## What to do:
Below are entries; print them exactly from the first line through the one containing "on one tile".

## Provided records:
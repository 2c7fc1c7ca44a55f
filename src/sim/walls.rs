//! Wall durability: rub heat, breaking, decay and regeneration
//!
//! Rubbing a wall adds heat. Once the heat reaches the wall's break target the
//! tile opens, and after the regen delay it closes again unless something is
//! standing in the gap.

use glam::Vec2;
use rand::Rng;
use serde::{Deserialize, Serialize};

use super::abilities::Abilities;
use super::chunk::Chunk;
use super::grid::TilePos;
use super::maze::wall_level_distribution;
use super::rng;
use crate::consts::{BOUNDARY_WALL, FLOOR, GOLD_WALL};
use crate::tuning::Tuning;

/// Accumulated rub time on one tile
#[derive(Debug, Clone, Copy, PartialEq, Serialize, Deserialize)]
pub struct WallHeat {
    pub heat_ms: f64,
    pub last_touch_ms: f64,
}

/// A broken tile waiting to regenerate
#[derive(Debug, Clone, Copy, PartialEq, Serialize, Deserialize)]
pub struct BrokenWall {
    /// Value restored on regen (gold walls come back ordinary)
    pub value: u16,
    pub broken_at_ms: f64,
}

/// A tile that just opened, with the one-time rewards it carried
#[derive(Debug, Clone, Copy, PartialEq, Eq)]
pub struct WallBreak {
    pub tile: TilePos,
    pub old_value: u16,
    pub gold: bool,
    pub gunpowder: bool,
}

/// Something that blocks regeneration near it (Chebyshev distance)
#[derive(Debug, Clone, Copy, PartialEq)]
pub struct Clearance {
    pub pos: Vec2,
    pub radius: f32,
}

/// True for values a player can wear down
pub fn is_breakable_value(value: u16) -> bool {
    value > FLOOR && value != BOUNDARY_WALL
}

/// Rub time needed to break a wall value, `None` for unbreakable values
pub fn break_target_ms(value: u16, tuning: &Tuning, abilities: &Abilities) -> Option<f64> {
    if !is_breakable_value(value) {
        return None;
    }
    let (durability, weaken) = if value == GOLD_WALL {
        (tuning.durability(0), 1.0)
    } else {
        let level = value as usize - 1;
        (tuning.durability(level), abilities.wall_weaken_mult(level))
    };
    Some(tuning.wall_rub_break_ms * durability * weaken)
}

/// Whether a wall hides gunpowder. A tile pays out once per chunk lifetime.
pub fn has_gunpowder_mark(chunk: &Chunk, tile: TilePos, value: u16, prob: f64) -> bool {
    if !is_breakable_value(value) || value == GOLD_WALL || prob <= 0.0 {
        return false;
    }
    if chunk.gunpowder_spent.contains(&tile) {
        return false;
    }
    rng::gunpowder_rng(chunk.coord, tile).random::<f64>() < prob
}

/// Ordinary value a gold wall regenerates as, drawn from the chunk's tier mix
pub fn ordinary_value_for(chunk: &Chunk, tile: TilePos, tuning: &Tuning) -> u16 {
    let dist = wall_level_distribution(chunk.coord.floor(), &tuning.wall_levels);
    let mut rng = rng::regen_wall_rng(chunk.coord, tile);
    let level = if rng.random::<f64>() < dist.next_prob {
        dist.next_level
    } else {
        dist.base_level
    };
    level as u16 + 1
}

/// Add rub time to a wall tile. Returns the break when heat reaches the target.
pub fn rub_wall(
    chunk: &mut Chunk,
    tile: TilePos,
    add_ms: f64,
    now_ms: f64,
    tuning: &Tuning,
    abilities: &Abilities,
) -> Option<WallBreak> {
    if !abilities.wall_break_unlocked || tile.in_border(tuning.wall_unbreakable_margin) {
        return None;
    }
    let value = chunk.grid.get(tile)?;
    let target = break_target_ms(value, tuning, abilities)?;

    let entry = chunk.wall_heat.entry(tile).or_insert(WallHeat {
        heat_ms: 0.0,
        last_touch_ms: now_ms,
    });
    entry.heat_ms = (entry.heat_ms + add_ms * abilities.wall_break_speed_mult)
        .min(target * tuning.wall_rub_overshoot);
    entry.last_touch_ms = now_ms;

    if entry.heat_ms >= target {
        break_wall(chunk, tile, now_ms, tuning, abilities)
    } else {
        None
    }
}

/// Open a breakable wall immediately and schedule its regeneration
pub fn break_wall(
    chunk: &mut Chunk,
    tile: TilePos,
    now_ms: f64,
    tuning: &Tuning,
    abilities: &Abilities,
) -> Option<WallBreak> {
    if tile.in_border(tuning.wall_unbreakable_margin) {
        return None;
    }
    let value = chunk.grid.get(tile).filter(|&v| is_breakable_value(v))?;

    let gold = value == GOLD_WALL;
    let gunpowder = has_gunpowder_mark(chunk, tile, value, abilities.missile_gunpowder_prob);
    if gunpowder {
        chunk.gunpowder_spent.insert(tile);
    }

    chunk.grid.set(tile, FLOOR);
    chunk.wall_heat.remove(&tile);
    let regen_value = if gold {
        ordinary_value_for(chunk, tile, tuning)
    } else {
        value
    };
    chunk.broken_walls.insert(
        tile,
        BrokenWall {
            value: regen_value,
            broken_at_ms: now_ms,
        },
    );

    Some(WallBreak {
        tile,
        old_value: value,
        gold,
        gunpowder,
    })
}

/// Cool tiles that have not been rubbed recently; fully cooled entries go away
pub fn decay_heat(chunk: &mut Chunk, dt_ms: f64, now_ms: f64, tuning: &Tuning) {
    let dec = tuning.wall_rub_decay_per_ms * dt_ms.min(80.0);
    chunk.wall_heat.retain(|_, heat| {
        if now_ms - heat.last_touch_ms < tuning.wall_rub_idle_ms {
            return true;
        }
        heat.heat_ms = (heat.heat_ms - dec).max(0.0);
        heat.heat_ms > 0.0
    });
}

/// Close broken walls whose delay has passed and whose cell is clear.
///
/// Returns the tiles that closed this call.
pub fn regen_walls(
    chunk: &mut Chunk,
    now_ms: f64,
    tuning: &Tuning,
    occupants: &[Clearance],
) -> Vec<TilePos> {
    let due: Vec<(TilePos, u16)> = chunk
        .broken_walls
        .iter()
        .filter(|(_, b)| now_ms - b.broken_at_ms > tuning.wall_regen_ms)
        .map(|(&tile, b)| (tile, b.value))
        .collect();

    let mut closed = Vec::new();
    for (tile, value) in due {
        let center = tile.center();
        let blocked = occupants.iter().any(|o| {
            let d = (o.pos - center).abs();
            d.x < o.radius && d.y < o.radius
        });
        if blocked {
            continue;
        }
        chunk.grid.set(tile, value);
        chunk.broken_walls.remove(&tile);
        closed.push(tile);
    }
    closed
}
//! Collision detection between circles and wall tiles
//!
//! Entities are circles in maze coordinates; walls are unit squares. Tiles
//! outside the grid never collide: that band is where exits lead.

use glam::Vec2;

use super::grid::{Grid, TilePos};

/// Extra reach beyond the body radius when looking for rubbed tiles
pub const RUB_SCAN_PAD: f32 = 0.2;
/// Contact tolerance for counting a tile as rubbed
pub const RUB_CONTACT_PAD: f32 = 0.12;

/// Closest point of tile `t` to `p`
#[inline]
fn closest_point(tile: TilePos, p: Vec2) -> Vec2 {
    let min = Vec2::new(tile.x as f32, tile.y as f32);
    p.clamp(min, min + Vec2::ONE)
}

/// Squared distance from `p` to the square of `tile`
#[inline]
pub fn tile_distance_sq(tile: TilePos, p: Vec2) -> f32 {
    (p - closest_point(tile, p)).length_squared()
}

/// True if a circle at `pos` overlaps any wall tile
pub fn circle_hits_wall(grid: &Grid, pos: Vec2, radius: f32) -> bool {
    let lo = (pos - Vec2::splat(radius)).floor();
    let hi = (pos + Vec2::splat(radius)).floor();

    for ty in lo.y as i32..=hi.y as i32 {
        for tx in lo.x as i32..=hi.x as i32 {
            let tile = TilePos::new(tx, ty);
            if grid.is_wall(tile) && tile_distance_sq(tile, pos) < radius * radius {
                return true;
            }
        }
    }
    false
}

/// Wall tiles touched by an attempted move from `from` to `to`.
///
/// Scans the box spanning both positions and keeps tiles within reach of the
/// attempted position, so a grazing slide still registers contact.
/// `margin` excludes the unbreakable border band.
pub fn rub_contacts(grid: &Grid, from: Vec2, to: Vec2, radius: f32, margin: i32) -> Vec<TilePos> {
    let pad = Vec2::splat(radius + RUB_SCAN_PAD);
    let lo = (from.min(to) - pad).floor();
    let hi = (from.max(to) + pad).ceil();
    let reach = radius + RUB_CONTACT_PAD;

    let mut tiles = Vec::new();
    for ty in lo.y as i32..=hi.y as i32 {
        for tx in lo.x as i32..=hi.x as i32 {
            let tile = TilePos::new(tx, ty);
            if !grid.is_wall(tile) || tile.in_border(margin) {
                continue;
            }
            if tile_distance_sq(tile, to) < reach * reach {
                tiles.push(tile);
            }
        }
    }
    tiles
}

/// Outcome of a per-axis sliding move
#[derive(Debug, Clone, Copy, Default, PartialEq)]
pub struct SlideResult {
    pub pos: Vec2,
    /// Attempted X target when the X step was refused
    pub blocked_x: Option<Vec2>,
    /// Attempted Y target when the Y step was refused
    pub blocked_y: Option<Vec2>,
}

/// Move a circle by `delta`, resolving X then Y.
///
/// A blocked axis keeps its coordinate; there is no push-out, so diagonal input
/// against a wall slides along it.
pub fn slide(grid: &Grid, pos: Vec2, delta: Vec2, radius: f32) -> SlideResult {
    let mut result = SlideResult {
        pos,
        ..Default::default()
    };

    if delta.x != 0.0 {
        let next = Vec2::new(result.pos.x + delta.x, result.pos.y);
        if circle_hits_wall(grid, next, radius) {
            result.blocked_x = Some(next);
        } else {
            result.pos = next;
        }
    }

    if delta.y != 0.0 {
        let next = Vec2::new(result.pos.x, result.pos.y + delta.y);
        if circle_hits_wall(grid, next, radius) {
            result.blocked_y = Some(next);
        } else {
            result.pos = next;
        }
    }

    result
}

#[cfg(test)]
mod tests {
    use super::*;
    use crate::consts::FLOOR;

    /// Open 3x1 corridor at row 5, columns 4..=6
    fn corridor() -> Grid {
        let mut grid = Grid::filled(1);
        for x in 4..=6 {
            grid.set(TilePos::new(x, 5), FLOOR);
        }
        grid
    }

    #[test]
    fn test_centered_circle_is_clear() {
        let grid = corridor();
        assert!(!circle_hits_wall(&grid, Vec2::new(5.5, 5.5), 0.3));
    }

    #[test]
    fn test_touching_edge_is_not_overlap() {
        let grid = corridor();
        // exactly tangent to the north wall
        assert!(!circle_hits_wall(&grid, Vec2::new(5.5, 5.5), 0.5));
        assert!(circle_hits_wall(&grid, Vec2::new(5.5, 5.4), 0.5));
    }

    #[test]
    fn test_outside_grid_never_collides() {
        let grid = Grid::filled(FLOOR);
        assert!(!circle_hits_wall(&grid, Vec2::new(-0.5, 8.5), 0.3));
        let walls = Grid::filled(1);
        assert!(!circle_hits_wall(&walls, Vec2::new(-3.0, -3.0), 0.3));
    }

    #[test]
    fn test_slide_blocks_only_the_colliding_axis() {
        let grid = corridor();
        let start = Vec2::new(5.5, 5.5);
        let result = slide(&grid, start, Vec2::new(0.2, -0.4), 0.3);
        assert!((result.pos.x - 5.7).abs() < 1e-5);
        assert_eq!(result.pos.y, 5.5);
        assert!(result.blocked_x.is_none());
        assert!(result.blocked_y.is_some());
    }

    #[test]
    fn test_rub_contacts_find_the_wall_ahead() {
        let grid = corridor();
        let from = Vec2::new(5.5, 5.5);
        let to = Vec2::new(5.5, 5.1);
        let tiles = rub_contacts(&grid, from, to, 0.3, 1);
        assert!(tiles.contains(&TilePos::new(5, 4)));
        assert!(!tiles.contains(&TilePos::new(5, 6)));
    }

    #[test]
    fn test_rub_contacts_skip_border() {
        let mut grid = Grid::filled(1);
        grid.set(TilePos::new(1, 1), FLOOR);
        let tiles = rub_contacts(&grid, Vec2::new(1.5, 1.5), Vec2::new(1.5, 1.1), 0.3, 1);
        assert!(tiles.iter().all(|t| !t.in_border(1)));
        assert!(tiles.is_empty());
    }
}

## Output:
repository 2c7fc1c7ca44a55f
filename src/sim/walls.rs
//! Wall durability: rub heat, breaking, decay and regeneration
//!
//! Rubbing a wall adds heat. Once the heat reaches the wall's break target the
//! tile opens, and after the regen delay it closes again unless something is
//! standing in the gap.

use glam::Vec2;
use rand::Rng;
use serde::{Deserialize, Serialize};

use super::abilities::Abilities;
use super::chunk::Chunk;
use super::grid::TilePos;
use super::maze::wall_level_distribution;
use super::rng;
use crate::consts::{BOUNDARY_WALL, FLOOR, GOLD_WALL};
use crate::tuning::Tuning;

/// Accumulated rub time on one tile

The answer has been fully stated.